:: RECORDS FOR PROCESSING ::

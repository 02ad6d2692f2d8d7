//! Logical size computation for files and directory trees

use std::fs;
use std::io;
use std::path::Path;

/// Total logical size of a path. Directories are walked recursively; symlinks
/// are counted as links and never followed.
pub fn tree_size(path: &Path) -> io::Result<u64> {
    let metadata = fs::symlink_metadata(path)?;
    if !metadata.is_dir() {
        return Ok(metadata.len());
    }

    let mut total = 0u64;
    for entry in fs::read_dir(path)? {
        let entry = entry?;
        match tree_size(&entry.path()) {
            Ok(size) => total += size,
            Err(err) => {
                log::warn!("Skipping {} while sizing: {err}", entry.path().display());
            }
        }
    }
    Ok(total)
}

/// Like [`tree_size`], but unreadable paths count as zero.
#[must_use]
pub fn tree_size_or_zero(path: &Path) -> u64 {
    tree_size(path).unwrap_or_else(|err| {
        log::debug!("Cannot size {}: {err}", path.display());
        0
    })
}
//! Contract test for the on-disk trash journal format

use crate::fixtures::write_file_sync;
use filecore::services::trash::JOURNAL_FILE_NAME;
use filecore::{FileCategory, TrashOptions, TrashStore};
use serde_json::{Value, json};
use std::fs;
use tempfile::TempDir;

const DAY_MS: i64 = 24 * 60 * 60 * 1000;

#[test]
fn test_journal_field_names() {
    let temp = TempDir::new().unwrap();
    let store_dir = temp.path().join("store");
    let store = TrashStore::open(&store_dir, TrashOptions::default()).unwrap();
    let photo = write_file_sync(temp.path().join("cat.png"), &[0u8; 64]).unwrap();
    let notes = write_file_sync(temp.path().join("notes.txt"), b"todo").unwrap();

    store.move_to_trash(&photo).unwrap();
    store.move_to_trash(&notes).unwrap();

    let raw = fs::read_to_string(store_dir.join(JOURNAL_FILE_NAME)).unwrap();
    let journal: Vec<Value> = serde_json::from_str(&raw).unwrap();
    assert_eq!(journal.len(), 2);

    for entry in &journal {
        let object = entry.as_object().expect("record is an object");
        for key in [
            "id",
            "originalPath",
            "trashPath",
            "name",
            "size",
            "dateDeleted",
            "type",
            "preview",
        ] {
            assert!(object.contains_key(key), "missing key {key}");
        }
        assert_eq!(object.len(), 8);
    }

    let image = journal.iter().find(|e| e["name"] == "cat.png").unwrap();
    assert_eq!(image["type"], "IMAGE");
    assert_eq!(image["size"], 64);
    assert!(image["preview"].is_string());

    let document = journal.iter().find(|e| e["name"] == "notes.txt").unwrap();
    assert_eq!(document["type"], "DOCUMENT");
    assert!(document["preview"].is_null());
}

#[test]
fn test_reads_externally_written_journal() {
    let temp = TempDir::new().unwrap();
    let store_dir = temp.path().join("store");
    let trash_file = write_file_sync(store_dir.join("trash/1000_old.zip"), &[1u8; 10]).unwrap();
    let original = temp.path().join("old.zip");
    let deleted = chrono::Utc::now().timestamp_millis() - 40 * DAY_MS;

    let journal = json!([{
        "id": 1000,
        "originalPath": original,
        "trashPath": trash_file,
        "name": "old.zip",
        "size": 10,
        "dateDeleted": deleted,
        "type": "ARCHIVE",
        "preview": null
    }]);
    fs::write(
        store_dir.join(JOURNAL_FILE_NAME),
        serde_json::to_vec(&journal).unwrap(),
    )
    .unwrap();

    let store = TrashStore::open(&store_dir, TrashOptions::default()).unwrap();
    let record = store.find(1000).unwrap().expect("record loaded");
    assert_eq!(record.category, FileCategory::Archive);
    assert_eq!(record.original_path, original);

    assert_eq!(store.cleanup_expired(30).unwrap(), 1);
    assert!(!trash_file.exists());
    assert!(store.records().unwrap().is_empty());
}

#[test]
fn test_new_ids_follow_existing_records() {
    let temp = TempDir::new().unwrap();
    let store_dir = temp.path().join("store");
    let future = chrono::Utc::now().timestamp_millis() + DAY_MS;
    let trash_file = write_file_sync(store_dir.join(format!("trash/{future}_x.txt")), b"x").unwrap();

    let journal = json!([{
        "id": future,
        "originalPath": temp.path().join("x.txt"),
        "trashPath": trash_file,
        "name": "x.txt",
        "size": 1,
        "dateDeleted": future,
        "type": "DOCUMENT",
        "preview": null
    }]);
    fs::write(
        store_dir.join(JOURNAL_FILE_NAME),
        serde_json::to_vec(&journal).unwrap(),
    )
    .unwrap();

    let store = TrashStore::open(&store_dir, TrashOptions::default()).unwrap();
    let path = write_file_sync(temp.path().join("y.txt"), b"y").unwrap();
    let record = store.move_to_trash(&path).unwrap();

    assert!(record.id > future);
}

:: WORK ORDER ::
Across all the entries, count the lines that contain the string "chrono", and give that number without anything else.

:: TASK ANSWER ::
2